The study has implications for the criminal justice system, suggesting that fines or jail time to penalize bad behavior may not be an effective deterrent as lawmakers hope.

“For a majority of offenders, it’s not worth the trouble to inflict harm purely from a place of cynical greed,” said psychologist Tage Rai, an assistant professor of management at the Rady School of Management and author of the study.

“For example, as we are seeing with the January 6 hearings, many of the perpetrators of the attack on the Capitol believed the election had been stolen from them and that they were morally in the right to punish the congresspeople who had wronged them.

“Many of these people will be materially punished for their actions. What’s unclear is whether that would stop them from doing it again.”

Rai’s findings, published in the journal Psychological Science, are based on multiple experiments with nearly 1,500 study participants. Subjects in an experimental group were paid a monetary bonus to punish others; however, when they were compensated for punishing, it actually made them less likely to do so.

“Monetary gains may conflict with their perceived moral justifications,” Rai said.

“People punish others to signal their own goodness and receiving compensation might make it seem as though they’re driven by greed rather than justice. However, I also find that if your peers tell you you’re still a good person even if you take the money, then you no longer have moral qualms about harming others for profit.”

Rai added, to prevent criminal acts, lawmakers should leverage social pressure as well.
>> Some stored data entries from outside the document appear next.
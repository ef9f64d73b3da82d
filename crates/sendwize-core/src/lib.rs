//! Sendwize Core - Consent, list hygiene and content audit engines
//!
//! This crate provides the deterministic audit engines for Sendwize,
//! the aggregate consent report, vendor assessment and the service facade
//! that parses requests and hands results to audit history.

pub mod consent;
pub mod content;
pub mod history;
pub mod hygiene;
pub mod report;
pub mod request;
pub mod service;
pub mod vendor;

pub use consent::{AuditResult, ConsentRecordAuditor};
pub use content::{CheckEntry, ContentAuditResult, ContentRuleAuditor, EmailDocument};
pub use history::{HistoryKind, HistoryRecord, HistorySink};
pub use hygiene::{ListHygieneChecker, SuppressionCheckInput, SuppressionCheckResult};
pub use report::ConsentAuditReport;
pub use request::{ConsentAuditRequest, VendorCheckRequest};
pub use service::AuditService;
pub use vendor::{VendorAssessment, VendorAssessor, VendorCheckReport, VendorProfile};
“When people are aware that they’re being judged negatively by their peers, they may find themselves more likely to question their claims of moral righteousness,” he said.

This shows a woman crying
Knowing that violent offenders often cite their own moral code as the reason why they hurt people, Rai wanted test this theory further by paying people to punish others in a lab experiment. Image is in the public domain

Much of Rai’s research seeks to understand violent behavior and how to prevent it. His previous studies as well as the book he co-authored Virtuous Violence reveal that most violent criminals have their own notions about what is right and wrong in a given situation.

Knowing that violent offenders often cite their own moral code as the reason why they hurt people, Rai wanted test this theory further by paying people to punish others in a lab experiment.

Across four different experiments in an online economic game, he found providing a monetary bonus for punishing a third party cut participants’ willingness to do so nearly in half.

“The findings suggest people may be more hesitant to do harm when they stand to profit from it if they anticipate condemnation from their peers,” Rai said.

In conclusion, he says understanding what draws people to violence is key to preventing it.

“If governments are trying to disincentive criminals, they should also aim to change the moral narratives criminals use to justify their actions,” Rai said.

About this psychology and morality research news

Author: Press Office
Source: UCSD
Contact: Press Office – UCSD
Image: The image is in the public domain

Original Research: Closed access.
Material Benefits Crowd Out Moralistic Punishment” by Tage S. Rai. Psychological Science


Abstract

Material Benefits Crowd Out Moralistic Punishment

Across four experiments with U.S.-based online participants (N = 1,495 adults), I found that paying people to engage in moralistic punishment reduces their willingness to do so. In an economic game with real stakes, providing a monetary bonus for engaging in third-party punishment of unfair offers nearly cut participants’ willingness to do so in half.

In judgments of hypothetical transgressions, participants viewed punishers who accepted payment as having worse character and rated the punishers’ punitive actions as less morally acceptable. Willingness to engage in punishment was restored if participants were offered large enough payments or were told that punishment accompanied by payment still signals moral virtue.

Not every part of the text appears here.